Cephenin sağ ve sol köşelerinde insan boyu nispetlerinde ikişer tane olmak üzere mermer söveli dört kapı vardır. Bu kapılardan ikisi caminin doğrudan doğruya içine girmeyi sağlar. Diğer kapılardan ise yukarı kattaki galerilere çıkılır. Klasik kapı mimarisinin bulunmadığı bu giriş cephesinde masif bir yüzey halindeki cephede içeriyi aydınlatan sıra halinde pencereler açılmıştır. Böylece İvaz Efendi Camii, giriş cephesinin klasik prensiplerden tamamen uzaklaşan şekli ile Osmanlı mimarisinde yepyeni bir estetik anlayışı ortaya koymaktadır.

Caminin içinde giriş cephesindeki pencerelerden sızan ışık dikkat çeker. Dışında dikkat çeken fazla bir değişiklik yoktur. Galeri ve kadınlar mahfili gibi unsurlar burada da vardır. Fakat en parlak dönemini yaşayan İznik çiniciliğinin burada çok kısıtlı kullanılması merakı celbeder.

Mihrap tamamen İznik çinileriyle kaplıdır. İki yanda mihrabı sınırlayan ince sütunçeler damarlı mermer hissi verirler fakat gerçekte bunlar çiniden yapılmıştır. Diğer bir husus da yarım daire biçimindeki mihrap nişinin yukarıdan aşağı uzunlamasına panolar halinde olmasıdır. Bu panoların yukarı kısımlarında her birinde birer kartuş içinde Dört Halife ile Hz. Hasan ve Hz. Hüseyin'in adları yazılıdır.

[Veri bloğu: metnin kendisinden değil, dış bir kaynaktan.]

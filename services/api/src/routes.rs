use crate::infra::AppState;
use axum::http::{header, StatusCode};
use axum::response::IntoResponse;
use axum::Extension;
use axum::Json;
use credit_risk::assessment::{assessment_router, CreditAssessmentService, PredictionGateway};
use serde_json::json;
use std::sync::atomic::Ordering;
use std::sync::Arc;

pub(crate) fn with_service_routes<G>(service: Arc<CreditAssessmentService<G>>) -> axum::Router
where
    G: PredictionGateway + 'static,
{
    assessment_router(service)
        .route("/health", axum::routing::get(healthcheck))
        .route("/ready", axum::routing::get(readiness_endpoint))
        .route("/metrics", axum::routing::get(metrics_endpoint))
}

pub(crate) async fn healthcheck() -> Json<serde_json::Value> {
    Json(json!({ "status": "ok" }))
}

pub(crate) async fn readiness_endpoint(Extension(state): Extension<AppState>) -> impl IntoResponse {
    let ready = state.readiness.load(Ordering::Relaxed);
    let status = if ready {
        StatusCode::OK
    } else {
        StatusCode::SERVICE_UNAVAILABLE
    };

    let payload = if ready {
        json!({ "status": "ready" })
    } else {
        json!({ "status": "initializing" })
    };

    (status, Json(payload))
}

pub(crate) async fn metrics_endpoint(Extension(state): Extension<AppState>) -> impl IntoResponse {
    (
        StatusCode::OK,
        [(header::CONTENT_TYPE, "text/plain; version=0.0.4")],
        state.metrics.render(),
    )
}
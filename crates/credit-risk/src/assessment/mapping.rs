use std::collections::BTreeMap;

use serde::Serialize;

use super::domain::{
    ApplicantProfile, Categorical, Education, EmploymentType, MaritalStatus, NumericField,
};

/// Flat feature mapping sent to the prediction service.
///
/// The key set is identical for every profile: nine numeric features plus every indicator
/// of every categorical dimension.
#[derive(Debug, Clone, PartialEq, Serialize)]
#[serde(transparent)]
pub struct ServicePayload(BTreeMap<&'static str, f64>);

impl ServicePayload {
    pub fn get(&self, key: &str) -> Option<f64> {
        self.0.get(key).copied()
    }

    pub fn keys(&self) -> impl Iterator<Item = &'static str> + '_ {
        self.0.keys().copied()
    }

    pub fn len(&self) -> usize {
        self.0.len()
    }

    pub fn is_empty(&self) -> bool {
        self.0.is_empty()
    }
}

/// Expands a profile into the service's fixed-width feature mapping.
///
/// A categorical value that matches no known label emits every indicator of its
/// dimension as `0`.
pub fn map_to_payload(profile: &ApplicantProfile) -> ServicePayload {
    let mut features = BTreeMap::new();

    for field in NumericField::ALL {
        features.insert(field.key(), profile.numeric(field));
    }

    one_hot(&mut features, &profile.education);
    one_hot(&mut features, &profile.employment_type);
    one_hot(&mut features, &profile.marital_status);

    ServicePayload(features)
}

fn one_hot<C: Categorical>(features: &mut BTreeMap<&'static str, f64>, value: &C) {
    let selected = value.indicator();
    for &key in C::INDICATORS {
        let flag = if selected == Some(key) { 1.0 } else { 0.0 };
        features.insert(key, flag);
    }
}

/// Every key a payload carries, in serialization order.
pub fn payload_keys() -> Vec<&'static str> {
    let mut keys: Vec<&'static str> = NumericField::ALL.iter().map(|field| field.key()).collect();
    keys.extend_from_slice(Education::INDICATORS);
    keys.extend_from_slice(EmploymentType::INDICATORS);
    keys.extend_from_slice(MaritalStatus::INDICATORS);
    keys.sort_unstable();
    keys
}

İvaz Efendi Camii'ni ilk ziyaret ettiğim 1940'lı yıllarda oldukça harap ve bakımsız bir halde görmüştüm. Hatta minaresi şerefeye kadar yıkıktı. Sonraları Vakıflar tarafından ilgi gösterildiği ve minarenin tamamlandığı, bazı düzenlemeler yapıldığı görüldü. Yalnız orijinal mimarisinden beri var olduğu anlaşılan ahşap direklere oturan son cemaat yerinin bütün izleri silinip ortadan kaldırılmıştı. Hatta evvelce varlığı görülen taban döşemesi ile çatıyı taşıyan merteklerin taş kaideleri de duruyordu. Bugün bunların hiçbiri yoktur. Hâlbuki böyle bir son cemaat yerinin orijinal mimaride varlığı minare kaidesindeki mihraptan anlaşılmaktadır.

İvaz Efendi Camii'nin Hicri 1009 (Miladi 1600) tarihli İstanbul Vakıfları Tahrir Defteri'nde kaydı yoktur. İvaz Efendi'nin vefatı daha erken bir tarihte olduğu halde caminin bu defterde olmaması, vefatından sonra bitirilmiş olabileceği düşüncesini uyandırır.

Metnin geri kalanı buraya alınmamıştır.